→ Task details:
Go from the first line below to the one with "impl<T, R> std::fmt::Debug" and print each line exactly.

(Collected data)
------------------------------
//! Comparable callback handles for component args.
//!
//! ## Usage
//!
//! Store consumer handlers in args structs and compare args without comparing
//! closures.

use std::sync::Arc;

/// Stable, comparable callback handle for `Fn(T) -> R`.
///
/// Handles compare by identity (`Arc::ptr_eq`), so two clones of the same
/// handle are equal and two separately built closures never are.
pub struct CallbackWith<T, R = ()> {
    inner: Arc<dyn Fn(T) -> R + Send + Sync>,
}

impl<T, R> CallbackWith<T, R> {
    /// Create a callback handle from a closure.
    pub fn new<F>(handler: F) -> Self
    where
        F: Fn(T) -> R + Send + Sync + 'static,
    {
        Self {
            inner: Arc::new(handler),
        }
    }

    /// Invoke the callback with an argument.
    pub fn call(&self, value: T) -> R {
        (self.inner)(value)
    }
}

impl<T, R, F> From<F> for CallbackWith<T, R>
where
    F: Fn(T) -> R + Send + Sync + 'static,
{
    fn from(handler: F) -> Self {
        Self::new(handler)
    }
}

impl<T, R> Clone for CallbackWith<T, R> {
    fn clone(&self) -> Self {
        Self {
            inner: Arc::clone(&self.inner),
        }
    }
}

impl<T, R> PartialEq for CallbackWith<T, R> {
    fn eq(&self, other: &Self) -> bool {
        Arc::ptr_eq(&self.inner, &other.inner)
    }
}

impl<T, R> Eq for CallbackWith<T, R> {}

impl<T, R> std::fmt::Debug for CallbackWith<T, R> {
    fn fmt(&self, f: &mut std::fmt::Formatter<'_>) -> std::fmt::Result {
        f.debug_struct("CallbackWith").finish_non_exhaustive()
    }
}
------------------------------
→ Expected answer:
//! Comparable callback handles for component args.
//!
//! ## Usage
//!
//! Store consumer handlers in args structs and compare args without comparing
//! closures.

use std::sync::Arc;

/// Stable, comparable callback handle for `Fn(T) -> R`.
///
/// Handles compare by identity (`Arc::ptr_eq`), so two clones of the same
/// handle are equal and two separately built closures never are.
pub struct CallbackWith<T, R = ()> {
    inner: Arc<dyn Fn(T) -> R + Send + Sync>,
}

impl<T, R> CallbackWith<T, R> {
    /// Create a callback handle from a closure.
    pub fn new<F>(handler: F) -> Self
    where
        F: Fn(T) -> R + Send + Sync + 'static,
    {
        Self {
            inner: Arc::new(handler),
        }
    }

    /// Invoke the callback with an argument.
    pub fn call(&self, value: T) -> R {
        (self.inner)(value)
    }
}

impl<T, R, F> From<F> for CallbackWith<T, R>
where
    F: Fn(T) -> R + Send + Sync + 'static,
{
    fn from(handler: F) -> Self {
        Self::new(handler)
    }
}

impl<T, R> Clone for CallbackWith<T, R> {
    fn clone(&self) -> Self {
        Self {
            inner: Arc::clone(&self.inner),
        }
    }
}

impl<T, R> PartialEq for CallbackWith<T, R> {
    fn eq(&self, other: &Self) -> bool {
        Arc::ptr_eq(&self.inner, &other.inner)
    }
}

impl<T, R> Eq for CallbackWith<T, R> {}

impl<T, R> std::fmt::Debug for CallbackWith<T, R> {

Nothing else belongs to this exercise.